On the server-side, you can usually choose between either a storage mechanism provided by your language/application server or a standalone software. For example, PHP provides a $_SESSION superglobal that stores data across requests. In Java, you can work with HttpSession objects that allow you to do the same. All these mechanisms have one limitation: they are bound to the application container/webserver where the application is executed (therefore, they are called “sticky”). This means that when we need to use more than one application server to scale out at the same time and a proxy (or load balancer) routes the requests randomly, it is possible that application server 1 has no idea what sessions are active on application server 2. As a result, a user may be logged out on the next request.

To overcome this issue, we need to refactor the session handling part out of the application server into a standalone software. This allows our application servers to read and write from a central session store and as a result all of them share the same session state.

One of the oldest and most used software solutions is memcached. Memcached was developed by Danga Interactive to remedy the scalability issues at LiveJournal. It provides a distributed memory object caching system that has a key-based lookup mechanism and is fast because all data is stored in-memory. While memcached is amazing, it has one major limitation: it doesn’t persist the data on disk, so if one server goes down it may take some time to prime the cache again (called warm-up time).

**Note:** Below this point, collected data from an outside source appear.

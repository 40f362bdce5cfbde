//! Typed record identifiers.
//!
//! Every record kind gets its own newtype over a UUID so that a location
//! instance ID can never be passed where an object instance ID is expected.
//! The nil UUID means "not yet assigned"; the store replaces it on create.

use std::fmt;
use std::hash::Hash;

use uuid::Uuid;

/// Common behaviour of all record identifiers.
pub trait RecordId: Copy + Eq + Ord + Hash + fmt::Debug + fmt::Display + Default {
    /// Wraps an existing UUID.
    fn from_uuid(uuid: Uuid) -> Self;

    /// Returns the underlying UUID.
    fn as_uuid(&self) -> Uuid;

    /// Generates a fresh random identifier.
    #[must_use]
    fn generate() -> Self {
        Self::from_uuid(Uuid::new_v4())
    }

    /// Returns true if this identifier has not been assigned yet.
    fn is_nil(&self) -> bool {
        self.as_uuid().is_nil()
    }
}

macro_rules! define_id {
    ($(#[$meta:meta])* $name:ident) => {
        $(#[$meta])*
        #[derive(Clone, Copy, PartialEq, Eq, PartialOrd, Ord, Hash, Default)]
        #[cfg_attr(feature = "serde", derive(serde::Serialize, serde::Deserialize))]
        #[cfg_attr(feature = "serde", serde(transparent))]
        pub struct $name(Uuid);

        impl $name {
            /// Creates a nil (unassigned) identifier.
            #[must_use]
            pub const fn nil() -> Self {
                Self(Uuid::nil())
            }
        }

        impl RecordId for $name {
            fn from_uuid(uuid: Uuid) -> Self {
                Self(uuid)
            }

            fn as_uuid(&self) -> Uuid {
                self.0
            }
        }

        impl fmt::Debug for $name {
            fn fmt(&self, f: &mut fmt::Formatter<'_>) -> fmt::Result {
                if self.0.is_nil() {
                    write!(f, "{}(nil)", stringify!($name))
                } else {
                    write!(f, "{}({})", stringify!($name), &self.0.simple().to_string()[..8])
                }
            }
        }

        impl fmt::Display for $name {
            fn fmt(&self, f: &mut fmt::Formatter<'_>) -> fmt::Result {
                write!(f, "{}", self.0)
            }
        }

        impl std::str::FromStr for $name {
            type Err = uuid::Error;

            fn from_str(s: &str) -> Result<Self, Self::Err> {
                Ok(Self(Uuid::parse_str(s)?))
            }
        }
    };
}

define_id!(
    /// Identifier of a dungeon template.
    DungeonId
);
define_id!(
    /// Identifier of a location template.
    LocationId
);
define_id!(
    /// Identifier of a player character template.
    CharacterId
);
define_id!(
    /// Identifier of a monster template.
    MonsterId
);
define_id!(
    /// Identifier of an object template.
    ObjectId
);
define_id!(
    /// Identifier of one playthrough of a dungeon.
    DungeonInstanceId
);
define_id!(
    /// Identifier of a location within a dungeon instance.
    LocationInstanceId
);
define_id!(
    /// Identifier of a character placed in a dungeon instance.
    CharacterInstanceId
);
define_id!(
    /// Identifier of a monster placed in a dungeon instance.
    MonsterInstanceId
);
define_id!(
    /// Identifier of an object within a dungeon instance.
    ObjectInstanceId
);
define_id!(
    /// Identifier of a performed action.
    ActionId
);
define_id!(
    /// Identifier of a character snapshot row.
    ActionCharacterId
);
define_id!(
    /// Identifier of a monster snapshot row.
    ActionMonsterId
);
define_id!(
    /// Identifier of an object snapshot row.
    ActionObjectId
);
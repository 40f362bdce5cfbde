//! Role tags for action snapshot rows.

use std::fmt;

/// Why a snapshot row exists for an action.
#[derive(Clone, Copy, Debug, PartialEq, Eq, Hash)]
#[cfg_attr(feature = "serde", derive(serde::Serialize, serde::Deserialize))]
pub enum RecordType {
    /// The acting entity, or an object it holds.
    Source,
    /// The entity the action was aimed at.
    Target,
    /// An entity present at a location the action touched.
    Occupant,
    /// The object equipped by the action (or wielded as a weapon).
    Equipped,
    /// The object stashed by the action.
    Stashed,
    /// The object dropped by the action.
    Dropped,
}

impl RecordType {
    /// Returns the lower-case tag name.
    #[must_use]
    pub const fn name(self) -> &'static str {
        match self {
            Self::Source => "source",
            Self::Target => "target",
            Self::Occupant => "occupant",
            Self::Equipped => "equipped",
            Self::Stashed => "stashed",
            Self::Dropped => "dropped",
        }
    }
}

impl fmt::Display for RecordType {
    fn fmt(&self, f: &mut fmt::Formatter<'_>) -> fmt::Result {
        f.write_str(self.name())
    }
}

Some developers identified the additional need and started a full protocol-compatible project that was eventually called Membase. Aside from disk persistence, Membase provided more functionality like replication and live cluster reconfiguration. In 2011, Membase merged with CouchOone (the main driver behind Apache CouchDB) to form Couchbase. Couchbase 1.8 is basically a renamed and slightly enhanced version of Membase, while Couchbase 2.0 (currently in developer preview release) adds incremental map/reduce, distributed indexing and cross-cluster replication.

That’s the short story on the origins of Couchbase. Note that there are lots of other awesome projects out there that help you achieve similar results, with Redis, MongoDB or Riak as the more prominent ones. Espcially Redis provides more powerful data structures on top of the “key/value” pattern and is definitely worth a look.

Implementation

The most simple use case that all session stores need to fulfill is - of course - to store and read session data in a very performant way. Most of the time, a unique session identifier is used as the key and some arbitrary payload as the value (for example usernames, ids or other related data).

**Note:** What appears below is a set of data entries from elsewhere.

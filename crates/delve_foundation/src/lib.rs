//! Core identifiers, vocabulary enums, and error types for Delve.
//!
//! This crate provides:
//! - Typed record identifiers ([`LocationInstanceId`], [`ActionId`], ...)
//! - [`Direction`] - The ten compass/vertical exits of a location
//! - [`CommandKind`] - The fixed command vocabulary, in priority order
//! - [`RecordType`] - Role tags for action snapshot rows
//! - [`Error`] - Rich error types with context

#![warn(missing_docs)]
#![warn(clippy::all)]
#![warn(clippy::pedantic)]

pub mod command;
pub mod direction;
pub mod error;
pub mod id;
pub mod record_type;

pub use command::{ActorKind, CommandKind};
pub use direction::Direction;
pub use error::{Error, ErrorContext, ErrorKind};
pub use id::{
    ActionCharacterId, ActionId, ActionMonsterId, ActionObjectId, CharacterId,
    CharacterInstanceId, DungeonId, DungeonInstanceId, LocationId, LocationInstanceId, MonsterId,
    MonsterInstanceId, ObjectId, ObjectInstanceId, RecordId,
};
pub use record_type::RecordType;

/// Result type alias using Delve's Error type.
pub type Result<T> = std::result::Result<T, Error>;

Note that this post aims to be a SDK-independent introduction to the topic, and the exact syntax may vary a bit from SDK to SDK (I’m using PHP here, but the syntax is nearly identical for the other SDKs). As the Couchbase API is similar to memcached, you should feel right at home if you’ve used it already (at least for the basic commands).

Couchbase provides you with get and set methods to read and store a value identified by a unique key. The key should be a string and the value preferably a JSON object. You can also store serialized or binary data, but you then loose the ability to query it through views. On the set-command, you can also pass in an optional expiration time, which comes in handy if you want to expire sessions automatically. Here’s an example to store a session document:

$user = array(
    'username' => 'daschl',
    'fullname' => 'Michael Nitschinger'
);
$document = json_encode($user);
$couchbase->set('user:1234', $document, 60);

This stores the given JSON document with the key user:1234 and a expiry time of 60 seconds in Couchbase. If you provide a expiry time that is larger than 30 days, Couchbase assumes that you pass in a unix timestamp (as a result, you can also pass absolute timestamps instead of relative ones).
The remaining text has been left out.